Se me cerraron los ojos, y el llanto se quedó perdido adentro, y empapa todo mi ser interior, duele más, que sentir las lágrimas caer por las mejillas.
Es verdad, era un adiós, pero yo guardaba la esperanza de que no lo fuera y que regresarías, pero no, se mezcló el amor con un orgullo despiadado, que te hace llorar a escondidas.
Una maldita despedida que aún maltrata mi adormecido esperar verte entrar por esa puerta,
fue tan fácil para ti poder marcharte, y nunca más ya volver a atrás ni una mirada; y la rosa que corté para tratar de convencerte de volver, aún permanece marchita en mi mano, y marchita también mi alma... Te quedaste en mi clavada, igual que una daga que nadie puede sacar.
Sí...vives recorriendo mi existencia navegando en los torrentes de mis venas, como el peor de los venenos, cuando pasas navegando en mi cabeza, te apareces frente a mi bella y deliciosa, ahora ajena; y cuando pasas tu barca por el centro de mi corazón, me pierdo entre horrores y es cuando quiero llorar, y recorres con tus remos mis manos que tiemblan porque es cuando añoro acariciar tu hermosura...pero ya no estás...me dejaste moribundo y muero.
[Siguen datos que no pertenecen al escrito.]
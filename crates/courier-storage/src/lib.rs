//! Storage module for the courier backend.
//!
//! This module provides abstractions for the persistence collaborator.
//! The store is a namespaced key-value interface with two conditional
//! primitives on top of the basic operations: put-if-absent (unique-key
//! enforcement, e.g. one rider per phone number) and compare-and-swap
//! (the optimistic guard for order status transitions).

use async_trait::async_trait;
use courier_types::{ConfigSchema, ImplementationRegistry, StorageKey};
use serde::{de::DeserializeOwned, Serialize};
use thiserror::Error;

/// Re-export implementations
pub mod implementations {
	pub mod file;
	pub mod memory;
}

/// Errors that can occur during storage operations.
#[derive(Debug, Error)]
pub enum StorageError {
	/// Error that occurs when a requested item is not found.
	#[error("Not found")]
	NotFound,
	/// Error that occurs when a put-if-absent hits an existing key.
	#[error("Key already exists")]
	AlreadyExists,
	/// Error that occurs during serialization/deserialization.
	#[error("Serialization error: {0}")]
	Serialization(String),
	/// Error that occurs in the storage backend.
	#[error("Backend error: {0}")]
	Backend(String),
	/// Error that occurs during configuration validation.
	#[error("Configuration error: {0}")]
	Configuration(String),
}

/// Trait defining the low-level interface for storage backends.
///
/// Backends provide byte-level key-value operations. The conditional
/// operations must be atomic with respect to other calls on the same
/// backend instance; this is what makes the optimistic concurrency in the
/// core sound.
#[async_trait]
pub trait StorageInterface: Send + Sync {
	/// Retrieves raw bytes for the given key.
	async fn get_bytes(&self, key: &str) -> Result<Vec<u8>, StorageError>;

	/// Stores raw bytes, creating or overwriting.
	async fn set_bytes(&self, key: &str, value: Vec<u8>) -> Result<(), StorageError>;

	/// Stores raw bytes only if the key does not exist yet.
	///
	/// Returns `Ok(true)` if the value was written, `Ok(false)` if the
	/// key already existed.
	async fn put_bytes_if_absent(&self, key: &str, value: Vec<u8>) -> Result<bool, StorageError>;

	/// Replaces the value only if the current bytes equal `expected`.
	///
	/// Returns `Ok(true)` on success, `Ok(false)` if the stored value no
	/// longer matches, and `Err(NotFound)` if the key is absent.
	async fn swap_bytes(
		&self,
		key: &str,
		expected: &[u8],
		value: Vec<u8>,
	) -> Result<bool, StorageError>;

	/// Deletes the value associated with the given key.
	async fn delete(&self, key: &str) -> Result<(), StorageError>;

	/// Checks if a key exists in storage.
	async fn exists(&self, key: &str) -> Result<bool, StorageError>;

	/// Returns the configuration schema for validation.
	fn config_schema(&self) -> Box<dyn ConfigSchema>;
}

/// Type alias for storage factory functions.
///
/// This is the function signature that all storage implementations must
/// provide to create instances of their storage interface.
pub type StorageFactory = fn(&toml::Value) -> Result<Box<dyn StorageInterface>, StorageError>;

/// Registry trait for storage implementations.
pub trait StorageRegistry: ImplementationRegistry<Factory = StorageFactory> {}

/// Get all registered storage implementations.
///
/// Returns a vector of (name, factory) tuples for all available storage
/// implementations.
pub fn get_all_implementations() -> Vec<(&'static str, StorageFactory)> {
	use implementations::{file, memory};

	vec![
		(file::Registry::NAME, file::Registry::factory()),
		(memory::Registry::NAME, memory::Registry::factory()),
	]
}

/// High-level storage service that provides typed operations.
///
/// Wraps a low-level backend with JSON serialization and the namespaced
/// key scheme (`<namespace>:<id>`).
pub struct StorageService {
	/// The underlying storage backend implementation.
	backend: Box<dyn StorageInterface>,
}

impl StorageService {
	/// Creates a new StorageService with the specified backend.
	pub fn new(backend: Box<dyn StorageInterface>) -> Self {
		Self { backend }
	}

	fn key(namespace: StorageKey, id: &str) -> String {
		format!("{}:{}", namespace.as_str(), id)
	}

	/// Stores a serializable value, creating or overwriting.
	pub async fn store<T: Serialize>(
		&self,
		namespace: StorageKey,
		id: &str,
		data: &T,
	) -> Result<(), StorageError> {
		let bytes =
			serde_json::to_vec(data).map_err(|e| StorageError::Serialization(e.to_string()))?;
		self.backend.set_bytes(&Self::key(namespace, id), bytes).await
	}

	/// Stores a serializable value only if the key is absent.
	///
	/// Returns `AlreadyExists` if a value is already stored under the
	/// key. This backs unique-key constraints like rider phone numbers.
	pub async fn create<T: Serialize>(
		&self,
		namespace: StorageKey,
		id: &str,
		data: &T,
	) -> Result<(), StorageError> {
		let bytes =
			serde_json::to_vec(data).map_err(|e| StorageError::Serialization(e.to_string()))?;
		let written = self
			.backend
			.put_bytes_if_absent(&Self::key(namespace, id), bytes)
			.await?;
		if written {
			Ok(())
		} else {
			Err(StorageError::AlreadyExists)
		}
	}

	/// Retrieves and deserializes a value from storage.
	pub async fn retrieve<T: DeserializeOwned>(
		&self,
		namespace: StorageKey,
		id: &str,
	) -> Result<T, StorageError> {
		let bytes = self.backend.get_bytes(&Self::key(namespace, id)).await?;
		serde_json::from_slice(&bytes).map_err(|e| StorageError::Serialization(e.to_string()))
	}

	/// Updates an existing value in storage.
	///
	/// Returns `NotFound` if the key doesn't exist, making it semantically
	/// different from `store()` which will create or overwrite.
	pub async fn update<T: Serialize>(
		&self,
		namespace: StorageKey,
		id: &str,
		data: &T,
	) -> Result<(), StorageError> {
		let key = Self::key(namespace, id);
		if !self.backend.exists(&key).await? {
			return Err(StorageError::NotFound);
		}
		let bytes =
			serde_json::to_vec(data).map_err(|e| StorageError::Serialization(e.to_string()))?;
		self.backend.set_bytes(&key, bytes).await
	}

	/// Conditionally replaces a stored value.
	///
	/// The write succeeds only if the stored value still serializes
	/// identically to `expected` (the snapshot read by the caller).
	/// Returns `Ok(false)` when another writer got there first.
	pub async fn swap<T: Serialize>(
		&self,
		namespace: StorageKey,
		id: &str,
		expected: &T,
		next: &T,
	) -> Result<bool, StorageError> {
		let expected_bytes =
			serde_json::to_vec(expected).map_err(|e| StorageError::Serialization(e.to_string()))?;
		let next_bytes =
			serde_json::to_vec(next).map_err(|e| StorageError::Serialization(e.to_string()))?;
		self.backend
			.swap_bytes(&Self::key(namespace, id), &expected_bytes, next_bytes)
			.await
	}

	/// Removes a value from storage.
	pub async fn remove(&self, namespace: StorageKey, id: &str) -> Result<(), StorageError> {
		self.backend.delete(&Self::key(namespace, id)).await
	}

	/// Checks if a value exists in storage.
	pub async fn exists(&self, namespace: StorageKey, id: &str) -> Result<bool, StorageError> {
		self.backend.exists(&Self::key(namespace, id)).await
	}
}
Acaso piensas que esto que me queda después de tu partida, ¿se puede llamar vida?
Empiezo a odiar respirar, porque cada vez que exhalo, lo que brota es un suspiro con tu nombre; y mucho menos dormir, porque vienes en mis sueños y te metes en mi cama, y me dices que no te irás más, sabes...a veces me pregunto si de verdad aquel día solo fue una despedida o más bien fue que me morí en tus brazos y por eso no me sueltas.
Y sí....talvez te burles de mi.... Pero hoy... mis lágrimas mojaron mis mejillas.